The problem:
Take the data and return it in full. Change nothing.

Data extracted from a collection

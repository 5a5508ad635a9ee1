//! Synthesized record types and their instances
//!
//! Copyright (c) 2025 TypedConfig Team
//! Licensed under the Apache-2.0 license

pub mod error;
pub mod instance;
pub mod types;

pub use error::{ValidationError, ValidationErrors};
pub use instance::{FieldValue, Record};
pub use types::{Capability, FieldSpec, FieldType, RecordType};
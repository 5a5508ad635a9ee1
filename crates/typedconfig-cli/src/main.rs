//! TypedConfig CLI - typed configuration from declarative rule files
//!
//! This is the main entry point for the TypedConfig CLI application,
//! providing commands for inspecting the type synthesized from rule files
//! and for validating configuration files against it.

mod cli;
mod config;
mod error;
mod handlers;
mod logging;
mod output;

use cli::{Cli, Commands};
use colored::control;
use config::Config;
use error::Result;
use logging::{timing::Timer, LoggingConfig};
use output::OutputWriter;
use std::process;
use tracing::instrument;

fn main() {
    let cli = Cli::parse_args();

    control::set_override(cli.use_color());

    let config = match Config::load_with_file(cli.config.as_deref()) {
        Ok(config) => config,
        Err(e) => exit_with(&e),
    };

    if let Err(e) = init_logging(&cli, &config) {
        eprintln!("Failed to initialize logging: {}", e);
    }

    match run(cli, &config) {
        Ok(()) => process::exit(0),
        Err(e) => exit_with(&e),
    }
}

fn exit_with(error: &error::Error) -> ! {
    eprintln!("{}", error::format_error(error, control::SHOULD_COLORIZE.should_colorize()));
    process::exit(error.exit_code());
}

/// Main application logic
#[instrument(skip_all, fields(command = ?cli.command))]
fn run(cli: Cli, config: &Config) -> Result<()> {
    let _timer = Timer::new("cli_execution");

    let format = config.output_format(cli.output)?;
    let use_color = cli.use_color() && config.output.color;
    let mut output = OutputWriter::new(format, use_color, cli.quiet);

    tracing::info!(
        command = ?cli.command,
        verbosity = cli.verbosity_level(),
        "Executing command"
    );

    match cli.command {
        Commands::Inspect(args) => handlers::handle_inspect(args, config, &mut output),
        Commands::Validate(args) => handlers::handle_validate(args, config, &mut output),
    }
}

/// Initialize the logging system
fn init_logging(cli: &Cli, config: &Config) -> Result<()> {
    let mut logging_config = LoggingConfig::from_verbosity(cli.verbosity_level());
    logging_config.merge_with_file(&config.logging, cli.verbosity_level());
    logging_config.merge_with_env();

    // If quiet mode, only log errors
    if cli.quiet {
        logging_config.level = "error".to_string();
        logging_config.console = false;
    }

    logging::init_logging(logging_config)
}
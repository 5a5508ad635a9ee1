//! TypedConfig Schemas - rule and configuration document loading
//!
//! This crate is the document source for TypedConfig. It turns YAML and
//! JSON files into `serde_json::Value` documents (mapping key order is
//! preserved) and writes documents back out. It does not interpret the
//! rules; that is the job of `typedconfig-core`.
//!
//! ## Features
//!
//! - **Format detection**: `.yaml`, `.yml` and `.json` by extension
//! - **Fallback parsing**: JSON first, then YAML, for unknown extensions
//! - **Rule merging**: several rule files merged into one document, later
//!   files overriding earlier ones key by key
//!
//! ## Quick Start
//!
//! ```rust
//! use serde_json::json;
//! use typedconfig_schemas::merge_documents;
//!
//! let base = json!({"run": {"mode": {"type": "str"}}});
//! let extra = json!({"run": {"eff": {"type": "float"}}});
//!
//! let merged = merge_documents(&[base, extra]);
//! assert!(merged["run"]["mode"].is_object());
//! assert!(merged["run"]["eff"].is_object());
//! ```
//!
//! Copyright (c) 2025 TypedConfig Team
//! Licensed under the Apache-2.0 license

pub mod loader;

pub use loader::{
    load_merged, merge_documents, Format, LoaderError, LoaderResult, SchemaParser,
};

Response area:
repository 5a5508ad635a9ee1
//! Synthesized record types and their instances
//!
//! Copyright (c) 2025 TypedConfig Team
//! Licensed under the Apache-2.0 license

pub mod error;
pub mod instance;
pub mod types;

pub use error::{ValidationError, ValidationErrors};
pub use instance::{FieldValue, Record};
pub use types::{Capability, FieldSpec, FieldType, RecordType};
repository 5a5508ad635a9ee1
filename crates/typedconfig-cli/src/main.rs
//! TypedConfig CLI - typed configuration from declarative rule files
//!
//! This is the main entry point for the TypedConfig CLI application,
//! providing commands for inspecting the type synthesized from rule files
//! and for validating configuration files against it.

mod cli;
mod config;
mod error;
mod handlers;
mod logging;
mod output;

use cli::{Cli, Commands};
use colored::control;
use config::Config;
use error::Result;
use logging::{timing::Timer, LoggingConfig};
use output::OutputWriter;
use std::process;
use tracing::instrument;

fn main() {
    let cli = Cli::parse_args();

    control::set_override(cli.use_color());

    let config = match Config::load_with_file(cli.config.as_deref()) {
        Ok(config) => config,
        Err(e) => exit_with(&e),
    };

    if let Err(e) = init_logging(&cli, &config) {
        eprintln!("Failed to initialize logging: {}", e);
    }

    match run(cli, &config) {
        Ok(()) => process::exit(0),
        Err(e) => exit_with(&e),
    }
}

fn exit_with(error: &error::Error) -> ! {
    eprintln!("{}", error::format_error(error, control::SHOULD_COLORIZE.should_colorize()));
    process::exit(error.exit_code());
}

/// Main application logic
#[instrument(skip_all, fields(command = ?cli.command))]
fn run(cli: Cli, config: &Config) -> Result<()> {
    let _timer = Timer::new("cli_execution");

    let format = config.output_format(cli.output)?;
    let use_color = cli.use_color() && config.output.color;
    let mut output = OutputWriter::new(format, use_color, cli.quiet);

    tracing::info!(
        command = ?cli.command,
        verbosity = cli.verbosity_level(),
        "Executing command"
    );

    match cli.command {
        Commands::Inspect(args) => handlers::handle_inspect(args, config, &mut output),
        Commands::Validate(args) => handlers::handle_validate(args, config, &mut output),
    }
}

/// Initialize the logging system
fn init_logging(cli: &Cli, config: &Config) -> Result<()> {
    let mut logging_config = LoggingConfig::from_verbosity(cli.verbosity_level());
    logging_config.merge_with_file(&config.logging, cli.verbosity_level());
    logging_config.merge_with_env();

    // If quiet mode, only log errors
    if cli.quiet {
        logging_config.level = "error".to_string();
        logging_config.console = false;
    }

    logging::init_logging(logging_config)
}
repository 5a5508ad635a9ee1
//! TypedConfig Schemas - rule and configuration document loading
//!
//! This crate is the document source for TypedConfig. It turns YAML and
//! JSON files into `serde_json::Value` documents (mapping key order is
//! preserved) and writes documents back out. It does not interpret the
//! rules; that is the job of `typedconfig-core`.
//!
//! ## Features
//!
//! - **Format detection**: `.yaml`, `.yml` and `.json` by extension
//! - **Fallback parsing**: JSON first, then YAML, for unknown extensions
//! - **Rule merging**: several rule files merged into one document, later
//!   files overriding earlier ones key by key
//!
//! ## Quick Start
//!
//! ```rust
//! use serde_json::json;
//! use typedconfig_schemas::merge_documents;
//!
//! let base = json!({"run": {"mode": {"type": "str"}}});
//! let extra = json!({"run": {"eff": {"type": "float"}}});
//!
//! let merged = merge_documents(&[base, extra]);
//! assert!(merged["run"]["mode"].is_object());
//! assert!(merged["run"]["eff"].is_object());
//! ```
//!
//! Copyright (c) 2025 TypedConfig Team
//! Licensed under the Apache-2.0 license

pub mod loader;

pub use loader::{
    load_merged, merge_documents, Format, LoaderError, LoaderResult, SchemaParser,
};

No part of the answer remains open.